Das Bielefelder Ehepaar Anna Auguste Hermine Ortpaul (hier: Anna, in den Akten häufig „Hermine“), geborene Wolter am 9. Februar 1874, und Karl Franz Friedrich Ortpaul, der am 26. September 1871 zur Welt kam, musste mit ihren drei Kindern Walter, Hermine und Karl als „Bibelforscher“ während des Nationalsozialismus vielerlei durchstehen.
Am 24. Dezember 1899 bekam das Ehepaar ihren ersten Sohn, sie benannten ihn nach seinem Vater, Karl. Über den Sohn ist nichts näheres bekannt. Walter, ihr zweiter Sohn, starb nur drei Monate nach seiner Geburt im Jahr 1904. Ihre erste Tochter Hermine Luise Mathilde, die am 22. Mai 1907 zur Welt kam, begleitete und pflegte ihre Eltern bis zu deren Tod.
Karl Ortpaul galt ab 1936 als Arbeitsinvalide und ist aus der Deutschen Arbeitsfront (DAF) ausgeschlossen worden. Seine Ehefrau war bis zur Gefangennahme pflegebedürftig und wurde von der Tochter versorgt.
Die Eltern und Ihre Tochter, die gemeinsam in der Schildescher Straße 88 lebten, waren aktive Mitglieder der Internationalen Bibelforschervereinigung (Zeugen Jehovas), die ihren Glauben auslebten, von dem sie wussten, dass dieser untersagt worden war. Nur der älteste Sohn Karl blieb von einer Anklage verschont, da ihm keine Beteiligung nachgewiesen werden konnte.

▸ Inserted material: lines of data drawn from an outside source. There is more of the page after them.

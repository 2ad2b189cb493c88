use crate::game::explain;
use crate::game::rules::{MoveFacts, Position};
use crate::models::clock::{ClockSnapshot, ClockState};
use crate::models::errors::ProtocolError;
use crate::models::types::{EndReason, GameOutcome, Seat, Side, TimeControl};
use std::collections::HashSet;
use std::time::Instant;
use uuid::Uuid;

/// Seat occupancy for one room: exactly one connection per player seat,
/// any number of spectators.
#[derive(Debug, Default)]
pub struct Seats {
    white: Option<Uuid>,
    black: Option<Uuid>,
    spectators: HashSet<Uuid>,
}

/// Occupancy summary broadcast on every seat change.
#[derive(Debug, Clone, Copy, PartialEq, Eq)]
pub struct SeatOccupancy {
    pub white: bool,
    pub black: bool,
    pub spectators: usize,
}

impl Seats {
    /// First come first served: white, then black, then spectator. A
    /// connection that already holds a seat keeps it.
    pub fn assign(&mut self, conn: Uuid) -> Seat {
        if let Some(seat) = self.seat_of(conn) {
            return seat;
        }
        if self.white.is_none() {
            self.white = Some(conn);
            Seat::White
        } else if self.black.is_none() {
            self.black = Some(conn);
            Seat::Black
        } else {
            self.spectators.insert(conn);
            Seat::Spectator
        }
    }

    /// Vacate whatever seat the connection held. A vacated player seat is
    /// open to the next joiner.
    pub fn release(&mut self, conn: Uuid) -> Option<Seat> {
        if self.white == Some(conn) {
            self.white = None;
            Some(Seat::White)
        } else if self.black == Some(conn) {
            self.black = None;
            Some(Seat::Black)
        } else if self.spectators.remove(&conn) {
            Some(Seat::Spectator)
        } else {
            None
        }
    }

    pub fn seat_of(&self, conn: Uuid) -> Option<Seat> {
        if self.white == Some(conn) {
            Some(Seat::White)
        } else if self.black == Some(conn) {
            Some(Seat::Black)
        } else if self.spectators.contains(&conn) {
            Some(Seat::Spectator)
        } else {
            None
        }
    }

    pub fn side_of(&self, conn: Uuid) -> Option<Side> {
        self.seat_of(conn).and_then(Seat::side)
    }

    pub fn occupant(&self, side: Side) -> Option<Uuid> {
        match side {
            Side::White => self.white,
            Side::Black => self.black,
        }
    }

    pub fn swap_players(&mut self) {
        std::mem::swap(&mut self.white, &mut self.black);
    }

    pub fn is_empty(&self) -> bool {
        self.white.is_none() && self.black.is_none() && self.spectators.is_empty()
    }

    pub fn occupancy(&self) -> SeatOccupancy {
        SeatOccupancy {
            white: self.white.is_some(),
            black: self.black.is_some(),
            spectators: self.spectators.len(),
        }
    }
}

/// At most one outstanding offer of a kind. Owned by the side that placed
/// it; only the opponent may respond.
#[derive(Debug, Default)]
pub struct OfferSlot(Option<Side>);

impl OfferSlot {
    pub fn place(&mut self, side: Side) -> Result<(), ProtocolError> {
        if self.0.is_some() {
            return Err(ProtocolError::DuplicateOffer);
        }
        self.0 = Some(side);
        Ok(())
    }

    /// Accept or decline on behalf of `responder`. Returns the offering
    /// side and clears the slot. Responding to your own offer, or to no
    /// offer, fails.
    pub fn respond(&mut self, responder: Side) -> Result<Side, ProtocolError> {
        match self.0 {
            Some(offerer) if offerer == responder.opponent() => {
                self.0 = None;
                Ok(offerer)
            }
            _ => Err(ProtocolError::NoSuchOffer),
        }
    }

    /// Silently drop the offer if `side` owns it, as on disconnect.
    pub fn withdraw_for(&mut self, side: Side) {
        if self.0 == Some(side) {
            self.0 = None;
        }
    }

    pub fn clear(&mut self) {
        self.0 = None;
    }

    pub fn pending(&self) -> Option<Side> {
        self.0
    }
}

/// An accepted move and everything the room should tell its audience
/// about it.
#[derive(Debug)]
pub struct AppliedMove {
    pub facts: MoveFacts,
    pub explanation: String,
    pub fen: String,
    /// `None` in unlimited rooms.
    pub clock: Option<ClockSnapshot>,
    pub game_over: Option<GameOutcome>,
}

/// A flag fall resolved by the room, whether noticed by a tick or by an
/// incoming move.
#[derive(Debug, Clone, Copy)]
pub struct Forfeit {
    pub flagged: Side,
    pub outcome: GameOutcome,
    pub clock: ClockSnapshot,
}

#[derive(Debug)]
pub enum MoveOutcome {
    Applied(AppliedMove),
    TimeForfeit(Forfeit),
}

#[derive(Debug)]
pub enum TickOutcome {
    Idle,
    Running(ClockSnapshot),
    TimeForfeit(Forfeit),
}

/// All state for one room. Methods are synchronous and take `now`
/// explicitly; the owning actor serializes access and supplies wall time.
pub struct Room {
    code: String,
    time_control: TimeControl,
    seats: Seats,
    clock: ClockState,
    pending_draw: OfferSlot,
    pending_rematch: OfferSlot,
    position: Position,
    game_over: Option<GameOutcome>,
    moves_played: u32,
}

impl Room {
    pub fn new(code: String, time_control: TimeControl, now: Instant) -> Room {
        Room {
            code,
            time_control,
            seats: Seats::default(),
            clock: ClockState::new(time_control.initial_ms, now),
            pending_draw: OfferSlot::default(),
            pending_rematch: OfferSlot::default(),
            position: Position::initial(),
            game_over: None,
            moves_played: 0,
        }
    }

    pub fn code(&self) -> &str {
        &self.code
    }

    pub fn time_control(&self) -> TimeControl {
        self.time_control
    }

    pub fn fen(&self) -> String {
        self.position.fen()
    }

    pub fn game_over(&self) -> Option<GameOutcome> {
        self.game_over
    }

    pub fn is_empty(&self) -> bool {
        self.seats.is_empty()
    }

    pub fn occupancy(&self) -> SeatOccupancy {
        self.seats.occupancy()
    }

    pub fn seat_of(&self, conn: Uuid) -> Option<Seat> {
        self.seats.seat_of(conn)
    }

    pub fn occupant(&self, side: Side) -> Option<Uuid> {
        self.seats.occupant(side)
    }

    /// `None` in unlimited rooms, which carry no clock at all.
    pub fn clock_snapshot(&self, now: Instant) -> Option<ClockSnapshot> {
        if self.time_control.has_clock() {
            Some(self.clock.snapshot(now))
        } else {
            None
        }
    }

    pub fn clock_running(&self) -> bool {
        self.time_control.has_clock() && self.clock.is_running()
    }

    pub fn join(&mut self, conn: Uuid) -> Seat {
        self.seats.assign(conn)
    }

    /// Remove the connection; offers owned by a departing player are
    /// silently dropped. The game itself continues.
    pub fn leave(&mut self, conn: Uuid) -> Option<Seat> {
        let seat = self.seats.release(conn)?;
        if let Some(side) = seat.side() {
            self.pending_draw.withdraw_for(side);
            self.pending_rematch.withdraw_for(side);
        }
        Some(seat)
    }

    /// The serialized move pipeline: terminal gate, identity, turn,
    /// liveness, then legality. A flag fall discovered here resolves as a
    /// time forfeit and the move is never applied.
    pub fn make_move(
        &mut self,
        conn: Uuid,
        mv: &str,
        now: Instant,
    ) -> Result<MoveOutcome, ProtocolError> {
        self.require_live()?;
        let side = self.player_side(conn)?;
        let expected = self.position.side_to_move();
        if side != expected {
            return Err(ProtocolError::NotYourTurn { expected });
        }
        if self.time_control.has_clock() {
            if let Some(flagged) = self.clock.flagged(now) {
                return Ok(MoveOutcome::TimeForfeit(self.forfeit(flagged, now)));
            }
        }

        let facts = self.position.apply(mv)?;
        self.moves_played += 1;
        if self.time_control.has_clock() {
            if self.moves_played == 1 {
                self.clock.on_first_move(facts.mover, now);
            } else {
                self.clock
                    .on_subsequent_move(facts.mover, now, self.time_control.increment_ms);
            }
        }
        let game_over = self.position.terminal();
        if let Some(outcome) = game_over {
            self.end_game(outcome, now);
        }
        Ok(MoveOutcome::Applied(AppliedMove {
            explanation: explain::describe_move(&facts),
            fen: self.position.fen(),
            clock: self.clock_snapshot(now),
            game_over,
            facts,
        }))
    }

    /// Periodic clock inspection. Advisory broadcasts while running; the
    /// authoritative forfeit when the active side's budget is exhausted.
    pub fn tick(&mut self, now: Instant) -> TickOutcome {
        if !self.time_control.has_clock() || self.game_over.is_some() || !self.clock.is_running() {
            return TickOutcome::Idle;
        }
        if let Some(flagged) = self.clock.flagged(now) {
            return TickOutcome::TimeForfeit(self.forfeit(flagged, now));
        }
        TickOutcome::Running(self.clock.snapshot(now))
    }

    pub fn offer_draw(&mut self, conn: Uuid) -> Result<Side, ProtocolError> {
        self.require_live()?;
        let side = self.player_side(conn)?;
        self.pending_draw.place(side)?;
        Ok(side)
    }

    pub fn accept_draw(&mut self, conn: Uuid, now: Instant) -> Result<GameOutcome, ProtocolError> {
        self.require_live()?;
        let side = self.player_side(conn)?;
        self.pending_draw.respond(side)?;
        let outcome = GameOutcome::draw(EndReason::Agreement);
        self.end_game(outcome, now);
        Ok(outcome)
    }

    pub fn decline_draw(&mut self, conn: Uuid) -> Result<Side, ProtocolError> {
        self.require_live()?;
        let side = self.player_side(conn)?;
        self.pending_draw.respond(side)?;
        Ok(side)
    }

    pub fn resign(&mut self, conn: Uuid, now: Instant) -> Result<GameOutcome, ProtocolError> {
        self.require_live()?;
        let side = self.player_side(conn)?;
        let outcome = GameOutcome::win(EndReason::Resignation, side.opponent());
        self.end_game(outcome, now);
        Ok(outcome)
    }

    pub fn request_rematch(&mut self, conn: Uuid) -> Result<Side, ProtocolError> {
        self.require_over()?;
        let side = self.player_side(conn)?;
        self.pending_rematch.place(side)?;
        Ok(side)
    }

    /// Accepting a rematch swaps the player seats and starts a fresh game
    /// under the room's fixed time control.
    pub fn accept_rematch(&mut self, conn: Uuid, now: Instant) -> Result<(), ProtocolError> {
        self.require_over()?;
        let side = self.player_side(conn)?;
        self.pending_rematch.respond(side)?;
        self.seats.swap_players();
        self.fresh_game(now);
        Ok(())
    }

    pub fn decline_rematch(&mut self, conn: Uuid) -> Result<Side, ProtocolError> {
        self.require_over()?;
        let side = self.player_side(conn)?;
        self.pending_rematch.respond(side)?;
        Ok(side)
    }

    /// Players may restart the room's game at any point. Seats keep their
    /// occupants.
    pub fn reset(&mut self, conn: Uuid, now: Instant) -> Result<Side, ProtocolError> {
        let side = self.player_side(conn)?;
        self.fresh_game(now);
        Ok(side)
    }

    pub fn pending_draw(&self) -> Option<Side> {
        self.pending_draw.pending()
    }

    pub fn pending_rematch(&self) -> Option<Side> {
        self.pending_rematch.pending()
    }

    fn player_side(&self, conn: Uuid) -> Result<Side, ProtocolError> {
        self.seats.side_of(conn).ok_or(ProtocolError::NotAPlayer)
    }

    fn require_live(&self) -> Result<(), ProtocolError> {
        if self.game_over.is_some() {
            Err(ProtocolError::GameAlreadyOver)
        } else {
            Ok(())
        }
    }

    fn require_over(&self) -> Result<(), ProtocolError> {
        if self.game_over.is_none() {
            Err(ProtocolError::GameStillActive)
        } else {
            Ok(())
        }
    }

    fn forfeit(&mut self, flagged: Side, now: Instant) -> Forfeit {
        let outcome = GameOutcome::win(EndReason::Timeout, flagged.opponent());
        self.end_game(outcome, now);
        Forfeit {
            flagged,
            outcome,
            clock: self.clock.snapshot(now),
        }
    }

    fn end_game(&mut self, outcome: GameOutcome, now: Instant) {
        self.game_over = Some(outcome);
        self.clock.stop(now);
        self.pending_draw.clear();
    }

    fn fresh_game(&mut self, now: Instant) {
        self.position = Position::initial();
        self.clock = ClockState::new(self.time_control.initial_ms, now);
        self.pending_draw.clear();
        self.pending_rematch.clear();
        self.game_over = None;
        self.moves_played = 0;
    }
}
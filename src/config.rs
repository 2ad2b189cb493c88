use std::env;

pub const DEFAULT_BIND_ADDR: &str = "127.0.0.1:8080";

const BIND_ENV: &str = "CHESS_ROOMS_BIND";

/// Server settings, read from the environment. Logging is configured
/// separately through `RUST_LOG`.
#[derive(Debug, Clone, PartialEq, Eq)]
pub struct ServerConfig {
    pub bind_addr: String,
}

impl ServerConfig {
    pub fn from_env() -> ServerConfig {
        ServerConfig {
            bind_addr: env::var(BIND_ENV).unwrap_or_else(|_| DEFAULT_BIND_ADDR.to_string()),
        }
    }
}

#[cfg(test)]
mod tests {
    use super::*;

    #[test]
    fn bind_address_defaults_and_honors_the_env() {
        env::remove_var(BIND_ENV);
        assert_eq!(ServerConfig::from_env().bind_addr, DEFAULT_BIND_ADDR);

        env::set_var(BIND_ENV, "0.0.0.0:9001");
        assert_eq!(ServerConfig::from_env().bind_addr, "0.0.0.0:9001");
        env::remove_var(BIND_ENV);
    }
}
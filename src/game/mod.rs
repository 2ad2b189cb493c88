pub mod explain;
pub mod rules;
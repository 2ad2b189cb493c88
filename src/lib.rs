//! Coordinator for live two-player chess sessions over WebSockets: rooms
//! with join codes, first-come seat assignment, drift-free chess clocks,
//! a serialized move pipeline, and draw/rematch negotiation.

pub mod config;
pub mod game;
pub mod models;
pub mod registry;
pub mod routes;
pub mod websocket;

Enge Vertraute der Familie vervielfältigten die Glaubenszeitschrift „Der Wachtturm“ und gaben sie an die Ortpauls weiter, die sie anschließend verteilten. Eine Ausgabe lasen sie gemeinschaftlich und verbrannten sie anschließend, damit keine Beweise entstanden. Dennoch bewahrten sie die Wachtturm-Exemplare, die noch nicht verteilt waren, in ihrer Gartenlaube auf. Mehr als 200 Zeitschriften wurden von der Gestapo gefunden und in der Anklageschrift als Beweismittel gegen die drei Familienmitglieder verwendet.
Karl, Anna und Tochter Hermine wurden am 9. Mai 1938 festgenommen und in die Haftanstalt Bielefeld, heute JVA Bielefeld, überführt. Dass die Zeitschriften aufgefunden wurden, lag unter anderem auch daran, dass vier Mitwissende, die alle zu der Zeit bereits in Haft saßen und an der Vervielfältigung beteiligt gewesen waren, gegen die Familie aussagten. Zudem wurde ihnen vorgeworfen, zweien der bereits Verhafteten Unterschlupf und Essen gegeben zu haben. Die Eltern wurden für ein Jahr in Haft gehalten, die Tochter noch für weitere vier Monate.
Dem Ehepaar wurde am 13. Mai 1949 die Arbeitsunfähigkeit beglaubigt, welche nach nur einem Monat wieder revidiert wurde. Sie erhielten vom 1. September 1946 bis 31. Dezember 1947 eine Fürsorgeunterstützung und eine „Abschlagszahlung auf Unfall- und Hinterbliebenenrente für die Opfer der Naziunterdrückung“.
Am 20. Juni 1945 wurde ärztlich festgestellt, dass Anna Ortpaul zwar an einem schwachen Herzen litt, dies aber aufgrund ihres Alters nicht in den Zusammenhang mit der Verfolgung und Inhaftierung zu bringen sei. Deshalb wurde ihr die Rente als Teil der Wiedergutmachung nicht anerkannt. Am 4. März 1951 verstarb Karl Ortpaul im Alter von 80 Jahren. Anna Ortpaul verstarb am 31. Oktober 1955 in Bielefeld.
Hermine Ortpaul wohnte noch bis zum 21. Oktober 1959 in der Schildescher Straße 88, heiratete und nahm den Namen Lümkemann an. Mit ihrem Ehemann zog sie dann nach Bünde-Hünnebrock. Noch am 10. April 1970 stellte sie für sich einen Antrag auf Wiedergutmachung aufgrund der Haft, der schlussendlich anerkannt wurde. Sie erhielt eine einmalige Zahlung von 2.400 DM.